* **Try it**
Some lines in the listing below may include the string "DepositRecorder". How many are there? Give only the number.

* **Supplied information**

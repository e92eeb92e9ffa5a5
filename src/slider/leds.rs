use std::sync::mpsc;

use crate::PixelColor;

/// The number of LEDs on the slider.
///
/// There is one LED under each key and one between each pair of neighbouring keys.
pub const LED_COUNT: usize = 31;

/// The brightness and colors of all slider LEDs.
///
/// LED 0 is the rightmost LED, as seen from the player.
#[derive(Debug, Copy, Clone, Eq, PartialEq)]
pub struct LedState {
	/// The global brightness.
	pub brightness: u8,

	/// The color of each LED, from right to left.
	pub colors: [PixelColor; LED_COUNT],
}

impl LedState {
	/// All LEDs off, with the given brightness.
	pub fn new(brightness: u8) -> Self {
		Self {
			brightness,
			colors: [PixelColor::BLACK; LED_COUNT],
		}
	}

	/// Turn off all LEDs.
	pub fn clear(&mut self) {
		self.colors = [PixelColor::BLACK; LED_COUNT];
	}

	/// Paint a segment of keys, given in left-to-right key columns.
	///
	/// A segment of `width` keys covers `2 * width - 1` LEDs: one per key and the dividers between them.
	/// The colors are repeated if there are fewer colors than LEDs in the segment.
	/// LEDs that fall outside the slider are ignored.
	pub fn paint_segment(&mut self, left: usize, width: usize, colors: &[PixelColor]) {
		if colors.is_empty() {
			return;
		}
		for i in 0..(width * 2).saturating_sub(1) {
			let Some(index) = (LED_COUNT - 1).checked_sub(i + left * 2) else {
				break;
			};
			self.colors[index] = colors[i % colors.len()];
		}
	}
}

/// A handle to update the slider LEDs while the slider is reporting.
///
/// Each touch report exchange sends the most recent state.
/// The handle can be cloned and sent to other threads.
#[derive(Debug, Clone)]
pub struct SliderLeds {
	sender: mpsc::Sender<LedState>,
}

impl SliderLeds {
	pub(crate) fn new(sender: mpsc::Sender<LedState>) -> Self {
		Self { sender }
	}

	/// Set the state to send with the next exchange.
	///
	/// Returns false if the reporter has stopped.
	pub fn set(&self, state: LedState) -> bool {
		self.sender.send(state).is_ok()
	}
}
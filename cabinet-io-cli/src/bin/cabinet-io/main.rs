use cabinet_io::jvs::{AirTowers, JvsConfig, JvsIo, SwitchState};
use cabinet_io::led::{LedBoard, LedBoardConfig, LedSurface};
use cabinet_io::slider::{LedState, Slider, SliderConfig, TouchCoordinate};
use cabinet_io::RetryPolicy;
use std::path::Path;
use std::time::{Duration, Instant};

mod logging;
mod options;

use options::{Command, Options};

fn main() {
	if let Err(()) = do_main(clap::Parser::parse()) {
		std::process::exit(1);
	}
}

fn do_main(options: Options) -> Result<(), ()> {
	logging::init(module_path!(), options.verbose);
	match &options.command {
		Command::Slider {
			brightness,
			threshold,
			color,
			count,
		} => {
			let config = SliderConfig::default()
				.with_read_timeout(read_timeout(&options))
				.with_retry(retry_policy(&options))
				.with_brightness(*brightness);
			let slider = open_slider(&options, config)?;
			let reporter = slider
				.start_reporting()
				.map_err(|e| log::error!("Failed to start slider reporter: {}", e))?;
			let leds = reporter.leds();
			let start = Instant::now();
			for (received, report) in reporter.updates().iter().enumerate() {
				let touched: Vec<_> = report.touched(*threshold).collect();
				let mut state = LedState::new(*brightness);
				for coordinate in &touched {
					state.paint_segment(coordinate.column, 1, &[color.0]);
				}
				leds.set(state);
				log::info!("{:?}: {}", start.elapsed(), format_touched(&touched));
				if count.is_some_and(|count| received + 1 >= count) {
					break;
				}
			}
			if !reporter.is_running() {
				log::error!("Slider reporter stopped unexpectedly");
			}
			reporter.stop().close();
		},
		Command::SliderInfo => {
			let config = SliderConfig::default()
				.with_read_timeout(read_timeout(&options))
				.with_retry(retry_policy(&options));
			let slider = open_slider(&options, config)?;
			match slider.device_info() {
				Some(info) => log_device_info("Slider", info),
				None => log::warn!("Slider did not report its device information"),
			}
		},
		Command::LedInfo { strips } => {
			let mut board = open_led_board(&options, LedSurface::new(*strips, false).led_count())?;
			let info = board
				.device_info()
				.map_err(|e| log::error!("Command failed: {}", e))?;
			log_device_info("LED board", &info);
		},
		Command::LedFill {
			strips,
			color,
			air_color,
			brightness,
			inverse_phase,
		} => {
			let mut surface = LedSurface::new(*strips, *inverse_phase);
			surface.set_brightness(*brightness);
			surface.fill(color.0);
			surface.set_air_tower_color(air_color.unwrap_or(*color).0);

			let mut board = open_led_board(&options, surface.led_count())?;
			log::debug!("Setting {} LEDs to {:?}", surface.led_count(), color.0);
			let start = Instant::now();
			surface.push(&mut board).map_err(|e| log::error!("Command failed: {}", e))?;
			log::info!("{:?}: Ok", start.elapsed());
			// Closing the board would turn the LEDs off again.
			drop(board);
		},
		Command::LedClear { strips } => {
			let mut board = open_led_board(&options, LedSurface::new(*strips, false).led_count())?;
			board.clear().map_err(|e| log::error!("Command failed: {}", e))?;
			log::info!("Ok");
		},
		Command::JvsSwitches {
			node_address,
			players,
			bytes_per_player,
			count,
		} => {
			let config = JvsConfig::default()
				.with_read_timeout(read_timeout(&options))
				.with_retry(retry_policy(&options))
				.with_node_address(*node_address)
				.with_switch_layout(*players, *bytes_per_player);
			let io = JvsIo::open(&options.serial_port, config)
				.map_err(|e| log::error!("Failed to connect to JVS I/O board on {}: {}", options.serial_port.display(), e))?;
			if let Some(identity) = io.identity() {
				log::info!("I/O board: {}", identity);
			}
			let poller = io
				.start_polling()
				.map_err(|e| log::error!("Failed to start switch poller: {}", e))?;
			let start = Instant::now();
			for (received, state) in poller.updates().iter().enumerate() {
				log_switch_state(&state, start.elapsed());
				if count.is_some_and(|count| received + 1 >= count) {
					break;
				}
			}
			if !poller.is_running() {
				log::error!("Switch poller stopped unexpectedly");
			}
			poller.stop().close();
		},
		Command::ShellCompletion { shell, output } => {
			write_shell_completion(*shell, output.as_deref())?;
		},
	}

	Ok(())
}

fn read_timeout(options: &Options) -> Duration {
	Duration::from_millis(options.read_timeout_ms)
}

fn retry_policy(options: &Options) -> RetryPolicy {
	let policy = RetryPolicy::default();
	match options.max_attempts {
		None => policy,
		Some(0) => policy.with_max_attempts(None),
		Some(max_attempts) => policy.with_max_attempts(Some(max_attempts)),
	}
}

fn open_slider(options: &Options, config: SliderConfig) -> Result<Slider<serial2::SerialPort>, ()> {
	let slider = Slider::open(&options.serial_port, config)
		.map_err(|e| log::error!("Failed to connect to slider on {}: {}", options.serial_port.display(), e))?;
	log::debug!("Using serial port {}", options.serial_port.display());
	Ok(slider)
}

fn open_led_board(options: &Options, led_count: usize) -> Result<LedBoard<serial2::SerialPort>, ()> {
	let config = LedBoardConfig::new(led_count)
		.with_read_timeout(read_timeout(options))
		.with_retry(retry_policy(options));
	let board = LedBoard::open(&options.serial_port, config)
		.map_err(|e| log::error!("Failed to connect to LED board on {}: {}", options.serial_port.display(), e))?;
	log::debug!("Using serial port {} for {} LEDs", options.serial_port.display(), led_count);
	Ok(board)
}

fn format_touched(touched: &[TouchCoordinate]) -> String {
	if touched.is_empty() {
		return String::from("released");
	}
	let keys: Vec<_> = touched
		.iter()
		.map(|coordinate| format!("{}{}", coordinate.column, if coordinate.row == 0 { 'a' } else { 'b' }))
		.collect();
	keys.join(" ")
}

fn log_device_info(name: &str, info: &cabinet_io::DeviceInfo) {
	log::info!("{}", name);
	log::info!(" ├─ Model: {}", info.model);
	log::info!(" ├─ Class: 0x{:02X}", info.class);
	log::info!(" ├─ Chip: {}", info.chip);
	log::info!(" └─ Firmware: 0x{:02X}", info.firmware_version);
}

fn log_switch_state(state: &SwitchState, elapsed: Duration) {
	log::info!("{:?}: system 0x{:02X}", elapsed, state.system());
	if state.test_button() {
		log::info!(" ├─ Test button pressed");
	}
	for player in 0..state.player_count() {
		if let Some(bytes) = state.player(player) {
			log::info!(" ├─ Player {}: {:02X?}", player + 1, bytes);
		}
	}
	match AirTowers::from_switches(state) {
		Some(towers) => log::info!(" └─ Air level: {} ({:.2})", towers.level(), towers.output()),
		None => log::info!(" └─ Air towers: not available"),
	}
}

fn write_shell_completion(shell: clap_complete::Shell, path: Option<&Path>) -> Result<(), ()> {
	use clap::CommandFactory;
	use std::io::Write;

	let mut buffer = Vec::with_capacity(4 * 1024);

	let mut command = Options::command();
	clap_complete::generate(shell, &mut command, env!("CARGO_BIN_NAME"), &mut buffer);
	if !buffer.ends_with(b"\n") {
		buffer.push(b'\n');
	}

	let path = path.unwrap_or_else(|| Path::new("-"));
	if path == Path::new("-") {
		log::debug!("Writing shell completion for {} to stdout", shell);
		let stdout = std::io::stdout();
		stdout
			.lock()
			.write_all(&buffer)
			.map_err(|e| log::error!("Failed to write to stdout: {}", e))?;
	} else {
		log::debug!("Writing shell completion for {} to {}", shell, path.display());
		let mut output = std::fs::File::create(path).map_err(|e| log::error!("Failed to create {}: {}", path.display(), e))?;
		output
			.write_all(&buffer)
			.map_err(|e| log::error!("Failed to write to {}: {}", path.display(), e))?;
	}

	Ok(())
}
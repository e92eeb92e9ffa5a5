use crate::InvalidParameterCount;

/// The self-description of a slider or LED board, as returned by the `GetInfo` command.
#[derive(Debug, Clone, Eq, PartialEq)]
pub struct DeviceInfo {
	/// The model number of the device.
	pub model: String,

	/// The device class.
	pub class: u8,

	/// The chip number of the controller.
	pub chip: String,

	/// The firmware version.
	pub firmware_version: u8,
}

impl DeviceInfo {
	/// The minimum number of data bytes in a `GetInfo` response.
	pub const MIN_LEN: usize = 0x12;

	/// Parse the data bytes of a `GetInfo` response.
	///
	/// The layout is an 8 byte model string, a class byte, a 5 byte chip string and a firmware version byte.
	/// Strings are decoded lossily and padding is trimmed.
	pub fn parse(data: &[u8]) -> Result<Self, InvalidParameterCount> {
		InvalidParameterCount::check_min(data.len(), Self::MIN_LEN)?;
		Ok(Self {
			model: decode_text(&data[0..8]),
			class: data[8],
			chip: decode_text(&data[9..14]),
			firmware_version: data[14],
		})
	}
}

impl std::fmt::Display for DeviceInfo {
	fn fmt(&self, f: &mut std::fmt::Formatter) -> std::fmt::Result {
		write!(
			f,
			"model {:?}, class {}, chip {:?}, firmware version {}",
			self.model, self.class, self.chip, self.firmware_version
		)
	}
}

/// Decode a fixed-width text field, dropping NUL and space padding.
pub(crate) fn decode_text(data: &[u8]) -> String {
	String::from_utf8_lossy(data)
		.trim_matches(|c: char| c == '\0' || c.is_whitespace())
		.to_owned()
}
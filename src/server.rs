//! HTTP 서버 구성

use std::env;
use std::sync::Arc;

use log::info;
use tower_http::cors::CorsLayer;
use tower_http::trace::TraceLayer;

use crate::api::create_api_router;
use crate::auth::{GoogleTokenInfoClient, GoogleTokenVerifier, JwtKeys};
use crate::ledger::{DepositRecorder, UserLedger, WithdrawalProcessor};
use crate::market::{CoinGeckoClient, MarketCache};
use crate::store::DocumentStore;

/// 서버 설정
#[derive(Clone)]
pub struct ServerConfig {
    pub port: u16,
    pub database_url: String,
    pub jwt_secret: String,
    pub coingecko_base_url: String,
}

impl Default for ServerConfig {
    fn default() -> Self {
        Self {
            port: 3000,
            database_url: "sqlite://coinedge.db?mode=rwc".to_string(),
            jwt_secret: "coinedge-dev-secret".to_string(),
            coingecko_base_url: crate::market::client::DEFAULT_BASE_URL.to_string(),
        }
    }
}

impl ServerConfig {
    /// 환경 변수에서 설정 로드 (없으면 기본값)
    pub fn from_env() -> Self {
        let defaults = Self::default();
        Self {
            port: env::var("PORT")
                .ok()
                .and_then(|value| value.parse().ok())
                .unwrap_or(defaults.port),
            database_url: env::var("DATABASE_URL").unwrap_or(defaults.database_url),
            jwt_secret: env::var("JWT_SECRET").unwrap_or(defaults.jwt_secret),
            coingecko_base_url: env::var("COINGECKO_API_URL")
                .unwrap_or(defaults.coingecko_base_url),
        }
    }
}

/// 서버 상태
#[derive(Clone)]
pub struct AppState {
    pub users: Arc<UserLedger>,
    pub withdrawals: Arc<WithdrawalProcessor>,
    pub deposits: Arc<DepositRecorder>,
    pub market: Arc<MarketCache>,
    pub jwt: Arc<JwtKeys>,
    pub google: Arc<dyn GoogleTokenVerifier>,
}

impl AppState {
    pub fn new(store: Arc<dyn DocumentStore>, config: &ServerConfig) -> Self {
        let google: Arc<dyn GoogleTokenVerifier> = Arc::new(GoogleTokenInfoClient::default());
        Self::with_google(store, config, google)
    }

    /// 검증기 주입 생성자 (테스트용)
    pub fn with_google(
        store: Arc<dyn DocumentStore>,
        config: &ServerConfig,
        google: Arc<dyn GoogleTokenVerifier>,
    ) -> Self {
        let users = Arc::new(UserLedger::new(store.clone()));
        let feed = Arc::new(CoinGeckoClient::new(&config.coingecko_base_url));
        Self {
            withdrawals: Arc::new(WithdrawalProcessor::new(store.clone(), users.clone())),
            deposits: Arc::new(DepositRecorder::new(store.clone(), users.clone())),
            market: Arc::new(MarketCache::new(store, feed)),
            jwt: Arc::new(JwtKeys::new(&config.jwt_secret)),
            google,
            users,
        }
    }
}

/// 서버 시작
pub async fn start_server(
    config: ServerConfig,
    store: Arc<dyn DocumentStore>,
) -> anyhow::Result<()> {
    let state = AppState::new(store, &config);

    let app = create_api_router()
        .layer(CorsLayer::permissive())
        .layer(TraceLayer::new_for_http())
        .with_state(state);

    let listener = tokio::net::TcpListener::bind(format!("0.0.0.0:{}", config.port)).await?;

    info!("서버가 성공적으로 시작되었습니다!");
    info!("REST API: http://localhost:{}", config.port);

    axum::serve(listener, app).await?;

    Ok(())
}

* **Response**
3